BEGIN Materials provided

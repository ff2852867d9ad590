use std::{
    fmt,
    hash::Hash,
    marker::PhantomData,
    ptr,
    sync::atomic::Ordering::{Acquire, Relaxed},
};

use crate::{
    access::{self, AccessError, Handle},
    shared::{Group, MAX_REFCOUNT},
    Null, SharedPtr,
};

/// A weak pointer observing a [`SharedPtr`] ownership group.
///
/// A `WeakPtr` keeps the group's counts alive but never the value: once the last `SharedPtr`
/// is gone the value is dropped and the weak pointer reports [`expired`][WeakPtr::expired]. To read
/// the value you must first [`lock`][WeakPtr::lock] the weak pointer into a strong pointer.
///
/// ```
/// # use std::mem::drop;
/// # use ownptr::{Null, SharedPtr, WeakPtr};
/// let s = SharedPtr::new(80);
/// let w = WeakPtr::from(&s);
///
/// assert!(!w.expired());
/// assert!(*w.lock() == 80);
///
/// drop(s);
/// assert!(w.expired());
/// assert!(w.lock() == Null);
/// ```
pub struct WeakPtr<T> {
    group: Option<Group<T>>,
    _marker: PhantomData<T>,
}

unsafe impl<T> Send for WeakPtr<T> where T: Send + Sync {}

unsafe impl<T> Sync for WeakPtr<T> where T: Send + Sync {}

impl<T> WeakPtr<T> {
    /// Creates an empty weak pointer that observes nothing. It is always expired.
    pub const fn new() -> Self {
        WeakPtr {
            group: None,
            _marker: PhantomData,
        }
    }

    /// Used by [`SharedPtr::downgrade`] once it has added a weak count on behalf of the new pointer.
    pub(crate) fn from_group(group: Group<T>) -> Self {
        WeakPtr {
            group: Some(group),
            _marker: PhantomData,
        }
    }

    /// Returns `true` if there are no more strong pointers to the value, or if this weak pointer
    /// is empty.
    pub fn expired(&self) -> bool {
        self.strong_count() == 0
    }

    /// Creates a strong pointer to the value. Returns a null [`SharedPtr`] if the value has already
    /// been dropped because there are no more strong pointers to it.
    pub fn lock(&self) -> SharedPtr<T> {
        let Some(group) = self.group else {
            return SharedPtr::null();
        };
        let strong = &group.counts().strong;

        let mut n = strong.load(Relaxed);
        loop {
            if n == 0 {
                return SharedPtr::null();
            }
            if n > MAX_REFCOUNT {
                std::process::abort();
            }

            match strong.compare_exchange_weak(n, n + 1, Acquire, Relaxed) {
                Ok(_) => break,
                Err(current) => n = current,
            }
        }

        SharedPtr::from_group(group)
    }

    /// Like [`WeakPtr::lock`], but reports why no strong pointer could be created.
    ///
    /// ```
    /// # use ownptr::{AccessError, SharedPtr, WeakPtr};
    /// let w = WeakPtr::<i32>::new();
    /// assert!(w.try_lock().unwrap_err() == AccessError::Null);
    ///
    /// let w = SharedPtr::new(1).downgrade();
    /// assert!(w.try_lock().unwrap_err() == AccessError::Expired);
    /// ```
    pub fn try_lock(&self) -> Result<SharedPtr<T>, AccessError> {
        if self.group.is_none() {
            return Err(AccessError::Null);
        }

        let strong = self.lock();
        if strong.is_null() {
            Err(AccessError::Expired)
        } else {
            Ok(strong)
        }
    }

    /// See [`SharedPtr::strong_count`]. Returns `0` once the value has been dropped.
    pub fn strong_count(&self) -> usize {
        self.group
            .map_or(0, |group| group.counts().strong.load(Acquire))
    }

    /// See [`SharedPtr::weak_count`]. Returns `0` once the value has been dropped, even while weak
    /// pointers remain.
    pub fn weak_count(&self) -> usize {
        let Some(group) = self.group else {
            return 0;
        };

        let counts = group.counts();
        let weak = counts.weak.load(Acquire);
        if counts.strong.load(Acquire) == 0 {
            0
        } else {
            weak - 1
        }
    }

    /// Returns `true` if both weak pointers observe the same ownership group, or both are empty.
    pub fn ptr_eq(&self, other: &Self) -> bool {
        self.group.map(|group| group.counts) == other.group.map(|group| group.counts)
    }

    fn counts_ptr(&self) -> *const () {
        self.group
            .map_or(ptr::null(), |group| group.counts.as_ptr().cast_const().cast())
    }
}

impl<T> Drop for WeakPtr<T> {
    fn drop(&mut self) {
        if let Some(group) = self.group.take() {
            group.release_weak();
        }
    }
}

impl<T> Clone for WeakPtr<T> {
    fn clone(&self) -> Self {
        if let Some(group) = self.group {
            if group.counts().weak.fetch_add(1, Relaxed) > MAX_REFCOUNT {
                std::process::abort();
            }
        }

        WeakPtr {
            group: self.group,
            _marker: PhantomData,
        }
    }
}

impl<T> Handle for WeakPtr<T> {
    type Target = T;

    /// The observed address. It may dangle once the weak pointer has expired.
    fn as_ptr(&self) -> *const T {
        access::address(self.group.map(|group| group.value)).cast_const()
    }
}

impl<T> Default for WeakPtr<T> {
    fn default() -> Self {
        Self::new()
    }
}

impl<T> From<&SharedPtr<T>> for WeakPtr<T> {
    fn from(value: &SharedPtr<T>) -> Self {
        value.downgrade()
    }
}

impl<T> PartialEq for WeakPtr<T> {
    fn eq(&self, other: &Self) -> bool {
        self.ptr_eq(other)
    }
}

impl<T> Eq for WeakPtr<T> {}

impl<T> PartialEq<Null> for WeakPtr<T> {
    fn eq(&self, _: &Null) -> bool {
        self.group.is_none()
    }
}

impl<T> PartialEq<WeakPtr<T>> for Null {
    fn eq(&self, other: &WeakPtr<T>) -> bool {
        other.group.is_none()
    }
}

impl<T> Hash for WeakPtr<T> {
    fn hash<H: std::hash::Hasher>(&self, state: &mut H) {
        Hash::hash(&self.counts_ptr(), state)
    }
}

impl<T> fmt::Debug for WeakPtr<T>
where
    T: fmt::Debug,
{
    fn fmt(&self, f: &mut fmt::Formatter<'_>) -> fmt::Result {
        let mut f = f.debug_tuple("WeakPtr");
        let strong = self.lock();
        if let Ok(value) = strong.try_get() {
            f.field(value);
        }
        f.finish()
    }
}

END Materials provided
BEGIN Materials provided

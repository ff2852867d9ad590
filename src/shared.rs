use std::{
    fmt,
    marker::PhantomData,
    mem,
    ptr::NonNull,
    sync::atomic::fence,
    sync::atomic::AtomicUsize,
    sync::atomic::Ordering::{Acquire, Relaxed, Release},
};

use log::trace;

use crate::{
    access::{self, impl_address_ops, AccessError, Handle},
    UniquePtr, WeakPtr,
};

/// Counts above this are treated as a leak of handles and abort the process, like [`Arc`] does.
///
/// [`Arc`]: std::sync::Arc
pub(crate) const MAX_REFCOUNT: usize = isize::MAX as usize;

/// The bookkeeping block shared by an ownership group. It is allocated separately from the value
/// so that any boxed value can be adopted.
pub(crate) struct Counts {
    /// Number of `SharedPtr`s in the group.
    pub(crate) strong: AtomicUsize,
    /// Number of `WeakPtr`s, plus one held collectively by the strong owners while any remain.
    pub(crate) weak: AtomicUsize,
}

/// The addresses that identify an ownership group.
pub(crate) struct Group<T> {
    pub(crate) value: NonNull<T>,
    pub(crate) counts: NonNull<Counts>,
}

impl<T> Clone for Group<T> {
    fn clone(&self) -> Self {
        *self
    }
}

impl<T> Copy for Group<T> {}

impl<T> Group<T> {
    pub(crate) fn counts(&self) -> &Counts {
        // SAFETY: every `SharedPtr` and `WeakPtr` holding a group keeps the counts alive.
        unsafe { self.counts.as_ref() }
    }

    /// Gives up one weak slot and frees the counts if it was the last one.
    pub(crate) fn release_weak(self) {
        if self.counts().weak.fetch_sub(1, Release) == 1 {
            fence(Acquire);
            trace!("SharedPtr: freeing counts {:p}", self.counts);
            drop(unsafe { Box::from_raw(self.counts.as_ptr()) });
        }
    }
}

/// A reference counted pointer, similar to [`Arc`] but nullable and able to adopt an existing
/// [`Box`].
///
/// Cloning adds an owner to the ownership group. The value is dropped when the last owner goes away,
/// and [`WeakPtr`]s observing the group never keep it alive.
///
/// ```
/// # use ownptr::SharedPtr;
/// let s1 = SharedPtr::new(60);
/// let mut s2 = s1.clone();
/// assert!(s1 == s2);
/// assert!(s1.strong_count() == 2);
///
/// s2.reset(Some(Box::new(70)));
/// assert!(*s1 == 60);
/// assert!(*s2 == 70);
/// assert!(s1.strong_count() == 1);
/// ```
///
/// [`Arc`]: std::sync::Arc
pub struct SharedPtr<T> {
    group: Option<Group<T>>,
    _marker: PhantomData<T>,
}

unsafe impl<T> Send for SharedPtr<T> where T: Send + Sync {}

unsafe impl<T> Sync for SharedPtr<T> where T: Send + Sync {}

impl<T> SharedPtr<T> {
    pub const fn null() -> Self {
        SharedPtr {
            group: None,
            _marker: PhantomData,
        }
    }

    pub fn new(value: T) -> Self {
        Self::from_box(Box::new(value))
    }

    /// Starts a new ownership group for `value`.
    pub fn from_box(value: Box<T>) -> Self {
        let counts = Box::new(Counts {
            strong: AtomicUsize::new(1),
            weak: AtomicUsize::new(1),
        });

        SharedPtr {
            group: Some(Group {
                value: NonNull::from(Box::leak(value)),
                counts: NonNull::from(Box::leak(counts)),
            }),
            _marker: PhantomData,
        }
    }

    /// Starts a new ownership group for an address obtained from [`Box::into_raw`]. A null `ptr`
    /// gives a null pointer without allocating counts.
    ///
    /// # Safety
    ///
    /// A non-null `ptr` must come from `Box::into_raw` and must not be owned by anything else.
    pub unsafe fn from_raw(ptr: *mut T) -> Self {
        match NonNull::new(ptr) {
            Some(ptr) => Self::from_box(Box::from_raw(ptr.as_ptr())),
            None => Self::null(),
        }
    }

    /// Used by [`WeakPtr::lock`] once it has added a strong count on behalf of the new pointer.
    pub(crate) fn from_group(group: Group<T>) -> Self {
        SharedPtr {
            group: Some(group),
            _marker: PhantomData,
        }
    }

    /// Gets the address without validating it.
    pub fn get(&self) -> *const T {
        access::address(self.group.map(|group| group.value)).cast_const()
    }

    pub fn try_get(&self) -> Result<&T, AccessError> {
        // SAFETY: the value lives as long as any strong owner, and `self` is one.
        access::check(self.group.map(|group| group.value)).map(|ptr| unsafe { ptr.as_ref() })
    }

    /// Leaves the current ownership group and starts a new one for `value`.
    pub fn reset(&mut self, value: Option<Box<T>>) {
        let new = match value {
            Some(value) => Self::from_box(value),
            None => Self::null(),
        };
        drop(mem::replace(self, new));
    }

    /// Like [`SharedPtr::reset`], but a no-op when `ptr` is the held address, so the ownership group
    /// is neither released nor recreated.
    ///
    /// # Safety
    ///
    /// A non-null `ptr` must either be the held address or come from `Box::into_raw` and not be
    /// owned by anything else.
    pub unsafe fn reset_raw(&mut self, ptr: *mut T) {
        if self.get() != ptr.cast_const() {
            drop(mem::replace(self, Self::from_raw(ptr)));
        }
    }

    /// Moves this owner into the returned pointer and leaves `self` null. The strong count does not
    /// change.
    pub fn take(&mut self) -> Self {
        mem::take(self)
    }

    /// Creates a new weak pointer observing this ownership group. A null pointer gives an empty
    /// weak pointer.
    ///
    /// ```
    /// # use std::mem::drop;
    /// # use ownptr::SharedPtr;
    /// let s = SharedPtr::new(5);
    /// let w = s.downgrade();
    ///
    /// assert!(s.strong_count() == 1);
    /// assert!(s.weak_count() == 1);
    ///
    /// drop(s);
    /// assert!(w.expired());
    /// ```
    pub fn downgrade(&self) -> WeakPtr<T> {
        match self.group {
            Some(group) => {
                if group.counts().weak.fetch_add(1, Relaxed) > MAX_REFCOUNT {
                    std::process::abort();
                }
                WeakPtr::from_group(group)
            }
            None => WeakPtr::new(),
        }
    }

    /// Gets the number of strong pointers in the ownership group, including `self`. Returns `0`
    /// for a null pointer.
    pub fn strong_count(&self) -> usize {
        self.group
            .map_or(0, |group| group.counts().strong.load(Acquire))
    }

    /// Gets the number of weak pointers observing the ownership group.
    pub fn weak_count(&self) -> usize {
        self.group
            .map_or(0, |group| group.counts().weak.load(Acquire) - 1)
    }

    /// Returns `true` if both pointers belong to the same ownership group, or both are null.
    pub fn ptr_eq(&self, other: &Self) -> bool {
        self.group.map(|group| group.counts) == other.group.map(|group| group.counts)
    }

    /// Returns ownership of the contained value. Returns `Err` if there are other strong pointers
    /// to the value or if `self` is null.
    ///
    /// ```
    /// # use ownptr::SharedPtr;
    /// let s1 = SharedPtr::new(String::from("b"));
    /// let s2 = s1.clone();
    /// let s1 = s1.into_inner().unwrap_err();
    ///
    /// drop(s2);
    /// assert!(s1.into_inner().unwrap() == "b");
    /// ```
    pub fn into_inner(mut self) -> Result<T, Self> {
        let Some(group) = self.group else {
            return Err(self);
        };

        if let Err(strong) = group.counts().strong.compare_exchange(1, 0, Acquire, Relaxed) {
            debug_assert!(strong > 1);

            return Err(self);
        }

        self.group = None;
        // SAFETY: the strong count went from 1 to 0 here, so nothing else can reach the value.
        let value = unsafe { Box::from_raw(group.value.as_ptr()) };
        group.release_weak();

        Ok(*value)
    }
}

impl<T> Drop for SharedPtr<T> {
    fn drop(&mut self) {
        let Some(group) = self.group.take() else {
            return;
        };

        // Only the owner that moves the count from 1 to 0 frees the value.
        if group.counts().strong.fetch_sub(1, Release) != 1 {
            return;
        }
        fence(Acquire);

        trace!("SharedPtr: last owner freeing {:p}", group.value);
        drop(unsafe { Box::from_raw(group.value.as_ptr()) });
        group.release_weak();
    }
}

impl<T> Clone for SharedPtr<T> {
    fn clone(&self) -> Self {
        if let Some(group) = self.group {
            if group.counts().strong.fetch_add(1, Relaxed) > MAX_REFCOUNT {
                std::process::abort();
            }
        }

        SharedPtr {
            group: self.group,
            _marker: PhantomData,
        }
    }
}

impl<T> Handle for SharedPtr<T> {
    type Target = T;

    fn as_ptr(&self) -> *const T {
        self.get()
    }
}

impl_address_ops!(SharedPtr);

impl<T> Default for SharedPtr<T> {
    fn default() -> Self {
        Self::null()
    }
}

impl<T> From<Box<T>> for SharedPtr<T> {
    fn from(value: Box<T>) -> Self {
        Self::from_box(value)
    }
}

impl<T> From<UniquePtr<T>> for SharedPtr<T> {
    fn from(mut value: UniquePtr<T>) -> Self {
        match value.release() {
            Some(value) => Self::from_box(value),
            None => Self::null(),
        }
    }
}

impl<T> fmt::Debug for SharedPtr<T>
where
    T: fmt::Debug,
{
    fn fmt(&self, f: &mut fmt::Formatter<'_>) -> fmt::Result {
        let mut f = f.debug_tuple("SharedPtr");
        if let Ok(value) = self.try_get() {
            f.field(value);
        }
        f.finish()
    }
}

END Materials provided

What to do
Filter the records, keeping only lines that contain "empty", and show those lines.

Result for this task
    /// Creates an empty weak pointer that observes nothing. It is always expired.
    /// is empty.
    /// Returns `true` if both weak pointers observe the same ownership group, or both are empty.
    /// Creates a new weak pointer observing this ownership group. A null pointer gives an empty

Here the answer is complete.